One quiet afternoon, while doing my daily perusing of TacT Audio’s Users Group (TAUG) chat room, I noticed a growing thread on the merits of the Big Ben digital word clock and jitter attenuator. I paid close attention due to the seriousness of the responses. And I admit they did pique my interest. So much in fact that I contacted Apogee and asked for a review sample.
Apogee Electronics Corporation, not to be confused with the now-defunct loudspeaker manufacturer Apogee Acoustics, has long existed on the professional side of music playback and has served as a leading maker of professional-grade recording equipment. Founded in 1985, they’ve remained on a steady course of fulfilling the needs of pro engineers and recording buffs alike, but did make some stir among audiophiles with their uniquely affordable digital cable called the Apogee Wyde Eye. Because of this I was only vaguely aware of them. You can bet I did a lot of background research and I got the chance to see up close and personal what a serious product Apogee designed in the Big Ben.
At first glance , one notices the Big Ben’s a pro-audio product: its sleek, low profile and rack mounts are dead giveaways. In addition, its intimidating features, eg., ADAT, S/Mux, Pull Up/Down, will give an audiophile a real time with the accompanying owner’s manual. I found the small display screen just the right size; its bright red sample-rate LED is neither too large or too small for quick inspection from ten-feet away. This, of course, is perfect when you’ve got visitors over for a listening session because the first thing they ask is “What’s that?” I love that. Located beneath the LED display is a green arrow that commences to blink until an incoming signal is locked and stable (a blinking arrow indicates less than ideal clock sync’ing). A blue dot located underneath the green arrow displays what Apogee calls their Surelock mode which ensures that Big Ben remains engaged even if the signal drops.

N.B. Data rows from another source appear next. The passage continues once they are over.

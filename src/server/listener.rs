use std::io;
use std::net::SocketAddr;
use std::sync::Arc;

use tokio::net::TcpListener;
use tokio::sync::{Notify, Semaphore};
use tokio::task::JoinHandle;
use tracing::{debug, info, warn};

use crate::config::ServerConfig;
use crate::error::ServerError;
use crate::http::connection::Connection;

/// A bound listening socket, ready to accept.
///
/// Lifecycle: [`Listener::bind`] validates nothing beyond the socket (the
/// config was validated at construction) and takes the port;
/// [`Listener::start`] moves the listener onto its own task and returns a
/// [`ServerHandle`] for shutdown.
pub struct Listener {
    socket: TcpListener,
    config: Arc<ServerConfig>,
    workers: Arc<Semaphore>,
}

/// Handle to a running listener. Dropping it does not stop the server; call
/// [`ServerHandle::stop`].
pub struct ServerHandle {
    shutdown: Arc<Notify>,
    task: JoinHandle<()>,
}

impl Listener {
    /// Binds the listening socket for the configured port.
    pub async fn bind(config: ServerConfig) -> Result<Self, ServerError> {
        let port = config.port();
        let socket = TcpListener::bind(("0.0.0.0", port))
            .await
            .map_err(|source| ServerError::Bind { port, source })?;

        let workers = Arc::new(Semaphore::new(config.max_connections()));

        Ok(Self {
            socket,
            config: Arc::new(config),
            workers,
        })
    }

    /// The address the socket actually bound.
    pub fn local_addr(&self) -> io::Result<SocketAddr> {
        self.socket.local_addr()
    }

    /// Starts the accept loop on its own task; non-blocking for the caller.
    pub fn start(self) -> ServerHandle {
        let shutdown = Arc::new(Notify::new());
        let task = tokio::spawn(self.accept_loop(shutdown.clone()));

        ServerHandle { shutdown, task }
    }

    async fn accept_loop(self, shutdown: Arc<Notify>) {
        info!("accepting connections");

        loop {
            // Backpressure: wait for a worker slot before accepting, but
            // never let held permits starve shutdown — stop() must close
            // the socket even while every worker is busy.
            let permit = tokio::select! {
                _ = shutdown.notified() => {
                    break;
                }

                acquired = self.workers.clone().acquire_owned() => match acquired {
                    Ok(permit) => permit,
                    Err(_) => break,
                },
            };

            tokio::select! {
                _ = shutdown.notified() => {
                    break;
                }

                accepted = self.socket.accept() => match accepted {
                    Ok((stream, peer)) => {
                        debug!(%peer, "accepted connection");
                        let config = self.config.clone();
                        tokio::spawn(async move {
                            let _permit = permit;
                            if let Err(e) = Connection::new(stream, config).serve().await {
                                warn!(%peer, error = %e, "connection error");
                            }
                        });
                    }
                    Err(e) => {
                        warn!(error = %e, "accept failed");
                    }
                }
            }
        }

        // Dropping self here closes the listening socket. In-flight
        // connections keep their config Arc and run to completion.
        info!("listener stopped");
    }
}

impl ServerHandle {
    /// Signals the accept loop to exit and close the listening socket.
    /// Idempotent; in-flight connections are not cancelled.
    pub fn stop(&self) {
        self.shutdown.notify_one();
    }

    /// Waits for the accept loop to finish.
    pub async fn stopped(self) {
        let _ = self.task.await;
    }
}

Big Ben is quite a flexible machine, allowing options like S/PDIF to AES/EBU, AES/EBU to ADAT, or ADAT to S/PDIF. Another interesting one is Double-Wide, which has been talked about at length on the Tact Audio’s Users Group and serves as a unique digital approach. Double-Dipping (as we at TAUG describe it), is achieved by going through the Big Ben twice via its dual AES/EBU inputs using two (different) separate devices. Apogee designed dual AES/EBU inputs for hi-rez transfer using each for dedicated left and right channel. The Big Ben accepts clock signals from 44.1, 48, 88.2, 96, 176 and 192 kHz data. What I achieved seemed unusual to the Apogee engineers because I used the hi-rez “Double-Wide” mode with two separate AES/EBU inputs, but I sent the 44.1kHz signal from two different sources: the digital out of the Gryphon Mikado, and the digital out from the Tact 2.2X preamp. Setup was a little tricky since I wanted to run everything through the Big Ben, and this meant more digital cables. I began to wonder if this would be more trouble than it was worth.
What I hoped the Big Ben would accomplish in my all digital rig was very simple: lower jitter with its ugly discordant artifacts.

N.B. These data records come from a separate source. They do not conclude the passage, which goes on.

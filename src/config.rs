use std::fs;
use std::path::{Path, PathBuf};
use std::time::Duration;

use crate::error::ServerError;

const DEFAULT_PORT: u16 = 8080;
const DEFAULT_CONTENT_ROOT: &str = "./wwwroot";
const DEFAULT_READ_TIMEOUT: Duration = Duration::from_secs(30);
const DEFAULT_MAX_CONNECTIONS: usize = 1024;

/// Validated server configuration: the listening port and the directory all
/// served files must live under.
///
/// Validation happens once at construction; afterwards the config is
/// immutable and shared read-only across all connections.
#[derive(Debug, Clone)]
pub struct ServerConfig {
    port: u16,
    content_root: PathBuf,
    read_timeout: Duration,
    max_connections: usize,
}

impl ServerConfig {
    /// Builds a config, validating the port and content root.
    ///
    /// The root must exist, be readable, and be a directory. It is
    /// canonicalized here so later per-request containment checks can
    /// compare against an absolute, symlink-free prefix.
    pub fn new(port: u16, content_root: impl AsRef<Path>) -> Result<Self, ServerError> {
        if port == 0 {
            return Err(ServerError::InvalidConfiguration(
                "port must be greater than zero".to_string(),
            ));
        }

        let content_root = content_root.as_ref();
        let canonical = content_root.canonicalize().map_err(|e| {
            ServerError::InvalidConfiguration(format!(
                "content root {}: {}",
                content_root.display(),
                e
            ))
        })?;

        let metadata = fs::metadata(&canonical).map_err(|e| {
            ServerError::InvalidConfiguration(format!(
                "content root {}: {}",
                canonical.display(),
                e
            ))
        })?;
        if !metadata.is_dir() {
            return Err(ServerError::InvalidConfiguration(format!(
                "content root {} is not a directory",
                canonical.display()
            )));
        }

        // Closest stdlib probe for directory readability.
        fs::read_dir(&canonical).map_err(|e| {
            ServerError::InvalidConfiguration(format!(
                "content root {} is not readable: {}",
                canonical.display(),
                e
            ))
        })?;

        Ok(Self {
            port,
            content_root: canonical,
            read_timeout: DEFAULT_READ_TIMEOUT,
            max_connections: DEFAULT_MAX_CONNECTIONS,
        })
    }

    /// Sets the deadline for receiving the request line (default 30 s).
    pub fn with_read_timeout(mut self, read_timeout: Duration) -> Self {
        self.read_timeout = read_timeout;
        self
    }

    /// Sets the ceiling on concurrent connections (default 1024, minimum 1).
    pub fn with_max_connections(mut self, max_connections: usize) -> Self {
        self.max_connections = max_connections.max(1);
        self
    }

    /// Builds a config from positional arguments: `[port] [content root]`,
    /// defaulting to port 8080 and `./wwwroot`.
    pub fn from_args(mut args: impl Iterator<Item = String>) -> Result<Self, ServerError> {
        let port = match args.next() {
            Some(raw) => raw.parse::<u16>().map_err(|_| {
                ServerError::InvalidConfiguration(format!("invalid port number: {raw:?}"))
            })?,
            None => DEFAULT_PORT,
        };
        let root = args
            .next()
            .unwrap_or_else(|| DEFAULT_CONTENT_ROOT.to_string());

        Self::new(port, root)
    }

    pub fn port(&self) -> u16 {
        self.port
    }

    /// The canonicalized content root.
    pub fn content_root(&self) -> &Path {
        &self.content_root
    }

    pub fn read_timeout(&self) -> Duration {
        self.read_timeout
    }

    pub fn max_connections(&self) -> usize {
        self.max_connections
    }
}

The Big Ben is said to accomplish this task by taking the external clock data from any digital input and optimize it using Apogee’s internal C777 Clock Technology. Apogee’s website discusses this unique feature: “At the heart of any word clock regeneration is a Phase Lock Loop (PLL). The PLL is a combination of analogue and digital elements without the ability to dynamically adapt to the nature of the external clocks. In other words, the better the clock performance, the less flexibility it has. And conversely, the more flexibility there is in the PLL, the less effective it is at jitter reduction. Apogee’s new C777 is built to address these inadequacies.”
To better understand the operation of a clock (and the phase locked loop that is its heart, I’d like to share with you an analogy told me by Roger Robindore of Apogee’s tech support.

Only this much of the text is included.